The exact wall-clock time each service spent on the request
Which service was the bottleneck
The gaps between services (network, queues, serialisation)
Whether a slow downstream dependency caused a cascade

Traces answer the question that logs and metrics cannot: "The request took 800ms total - where did that time go?"

The Mistake: Thinking One Pillar Is Enough

Scenario	Logs alone	Metrics alone	Traces alone
High p99 latency	See individual slow requests but no pattern	See the spike but not why or which service	See the bottleneck if you have a trace
Exception spike	See exceptions with context	See the rate spike but no context	Traces show span errors but not exception details
Connection pool exhaustion	See timeout errors but not pool state	See the gauge and alert immediately	Not directly visible without custom spans
Which user was affected	Yes, if logged	No - metrics are aggregated	Yes, if user ID in span attributes

You need all three. They are complementary, not redundant.

The print() Problem

Every Python developer starts with print(). Here is what is wrong with it in production:

# What most beginners write
print(f"Processing document {doc_id}")
print(f"Error: {e}")

# What production requires
import structlog
log = structlog.get_logger()

log.info(
    "document.processing.started",
    document_id=doc_id,
    user_id=current_user.id,
    file_size_bytes=doc.size,
    content_type=doc.content_type,
)

The difference is not cosmetic. With print():

There is no timestamp (or it is not machine-parseable)
There is no severity level - you cannot filter for errors only
There is no structured data - you cannot query document_id = "abc123" in Kibana
It goes to stdout with no buffering control - under load it will block your event loop
You cannot route it to different destinations (file, syslog, log aggregator)
You cannot suppress it in tests without redirecting stdout

With structured logging, a log line becomes a queryable document:

{
  "timestamp": "2026-03-07T14:23:01.234Z",
  "level": "info",
  "event": "document.processing.started",
  "document_id": "doc_8f3a2c",
  "user_id": "usr_99f1b4",
  "file_size_bytes": 204800,
  "content_type": "application/pdf",
  "service": "document-api",
  "version": "2.14.0",
  "environment": "production",
  "request_id": "req_7e9d3b"
}

That single line can be searched, aggregated, alerted on, and correlated with traces - automatically.

A Metric Is Not a Log

A common mistake is trying to use logs as metrics:

# Wrong: trying to use a log query as a metric
log.info("cache_miss", key=cache_key)
# Then querying: count(event="cache_miss") per minute in Kibana

This works at small scale. At production scale:

Log ingestion has latency - your "metric" lags 30–60 seconds
Log storage is expensive - you are paying per GB for numerical data
Log queries are slow - COUNT queries on log indices are full scans
Log cardinality is unlimited - one bad log statement with a UUID label creates billions of series

The right solution: a Prometheus counter.

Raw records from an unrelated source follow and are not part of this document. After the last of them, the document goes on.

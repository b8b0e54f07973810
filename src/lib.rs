//! # Prime Probe
//!
//! An open-addressing hash table from string keys to values of any type.
//!
//! Entries live directly in a slot array whose length is always prime. On a
//! collision the table walks the key's probe sequence under one of three
//! strategies, chosen when the table is built:
//!
//! - `Linear`: step to the next slot
//! - `Quadratic`: step by the square of the step number
//! - `DoubleHash`: step by a second hash of the key, always in `1..=8`
//!
//! The table grows to the smallest prime at least twice its size whenever an
//! insertion would push the load factor past the maximum (0.6 by default).
//! There is no removal.
//!
//! ## Basic Usage
//!
//! ```rust
//! use prime_probe::{Hashtable, ProbeStrategy};
//!
//! // Capacity 5 is already prime
//! let mut table = Hashtable::with_strategy(5, ProbeStrategy::Linear).unwrap();
//!
//! // Insert values
//! table.put("apple", 1).unwrap();
//! table.put("banana", 2).unwrap();
//!
//! // Retrieve values
//! assert_eq!(table.get("apple"), Some(&1));
//! assert!(!table.has_key("cherry"));
//!
//! // Update values
//! assert_eq!(table.put("apple", 10).unwrap(), Some(1));
//! assert_eq!(table.get("apple"), Some(&10));
//!
//! // A third entry would leave 3/5 slots occupied, which the default 0.6 allows
//! table.put("cherry", 3).unwrap();
//! assert_eq!(table.capacity(), 5);
//!
//! // A fourth would not, so the table grows to the next prime >= 10
//! table.put("date", 4).unwrap();
//! assert_eq!(table.capacity(), 11);
//! ```
//!
//! ## Configuration
//!
//! ```rust
//! use prime_probe::{Hashtable, HashtableBuilder, ProbeStrategy, TableError};
//!
//! let table: Hashtable<String> = HashtableBuilder::new()
//!     .with_capacity(20)
//!     .with_strategy(ProbeStrategy::Quadratic)
//!     .with_max_load(0.5)
//!     .build()
//!     .unwrap();
//! assert_eq!(table.capacity(), 23);
//!
//! let err = Hashtable::<String>::new(0).unwrap_err();
//! assert_eq!(err, TableError::InvalidCapacity { requested: 0 });
//! ```

/// Module implementing the builder used to configure a table
mod builder;
/// Module defining the crate error type
mod error;
/// Module implementing the primary and secondary hash functions
mod hashing;
/// Module implementing the primality helpers used for sizing
mod prime;
/// Module implementing probe-sequence generation
mod probe;
/// Module implementing the hash table engine
mod table;
/// Utility functions for building tables
mod utils;

pub use builder::{DEFAULT_CAPACITY, DEFAULT_MAX_LOAD, HashtableBuilder};
pub use error::{Result, TableError};
pub use hashing::{DOUBLE_HASH_K, primary_hash, secondary_hash};
pub use prime::{is_prime, next_prime};
pub use probe::{ProbeSeq, ProbeStrategy};
pub use table::{Hashtable, Iter};
pub use utils::from_pairs;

from prometheus_client import Counter

cache_misses = Counter(
    "cache_misses_total",
    "Total cache misses",
    ["cache_name", "operation"],
)

# In your cache layer:
cache_misses.labels(cache_name="document_cache", operation="get").inc()

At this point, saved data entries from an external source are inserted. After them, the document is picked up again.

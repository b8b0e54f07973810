//! Primality helpers used to size the slot array

/// Returns true if `n` is prime.
///
/// Trial division by every integer in `2..=floor(sqrt(n))`. `0` and `1` are
/// not prime; `2` and `3` have an empty divisor range and are prime.
#[must_use]
#[allow(clippy::arithmetic_side_effects)]
pub fn is_prime(n: usize) -> bool {
    if n < 2 {
        return false;
    }

    let mut divisor: usize = 2;
    // `divisor <= n / divisor` is `divisor * divisor <= n` without the overflow
    while divisor <= n / divisor {
        if n % divisor == 0 {
            return false;
        }
        divisor = divisor.saturating_add(1);
    }
    true
}

/// Returns the smallest prime greater than or equal to `n`.
///
/// Requests below 2 round up to 2. Returns `None` if no such prime fits in a `usize`.
#[must_use]
pub fn next_prime(n: usize) -> Option<usize> {
    (n.max(2)..=usize::MAX).find(|&candidate| is_prime(candidate))
}

#[cfg(test)]
mod tests {
    use super::*;
    use proptest::prelude::*;

    #[test]
    fn test_small_numbers() {
        assert!(!is_prime(0));
        assert!(!is_prime(1));
        assert!(is_prime(2));
        assert!(is_prime(3));
        assert!(!is_prime(4));
        assert!(is_prime(5));
        assert!(!is_prime(9));
        assert!(!is_prime(25));
        assert!(!is_prime(49));
        assert!(is_prime(97));
    }

    #[test]
    fn test_next_prime() {
        assert_eq!(next_prime(0), Some(2));
        assert_eq!(next_prime(1), Some(2));
        assert_eq!(next_prime(2), Some(2));
        assert_eq!(next_prime(5), Some(5));
        assert_eq!(next_prime(10), Some(11));
        assert_eq!(next_prime(22), Some(23));
        assert_eq!(next_prime(24), Some(29));
        assert_eq!(next_prime(1000), Some(1009));
    }

    #[test]
    fn test_large_prime() {
        // Largest prime below 2^32
        assert!(is_prime(4_294_967_291));
        assert!(!is_prime(4_294_967_293));
    }

    proptest! {
        #[test]
        fn prop_next_prime_is_smallest_prime_at_or_above(n in 0usize..20_000) {
            let prime = next_prime(n).unwrap();
            prop_assert!(prime >= n);
            prop_assert!(is_prime(prime));
            prop_assert!((n.max(2)..prime).all(|c| !is_prime(c)));
        }

        #[test]
        fn prop_is_prime_matches_naive_definition(n in 0usize..5_000) {
            let naive = n >= 2 && (2..n).all(|d| n % d != 0);
            prop_assert_eq!(is_prime(n), naive);
        }
    }
}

Now rate(cache_misses_total[5m]) in PromQL gives you real-time cache miss rate with no log parsing, no latency, and negligible storage.

A Trace Is Not a Metric

Another common mistake:

# Wrong: using a histogram to find which service is slow
request_latency.labels(service="downstream-api").observe(latency)
# This tells you the downstream API is slow
# But it does NOT show you why - is it the network? The DB? A specific query?

A Prometheus histogram tells you that the downstream API is slow. A distributed trace tells you why - it shows you every operation inside that service with its individual timing, the exact SQL queries that ran, the Redis lookups that happened, and the outbound HTTP calls that were made.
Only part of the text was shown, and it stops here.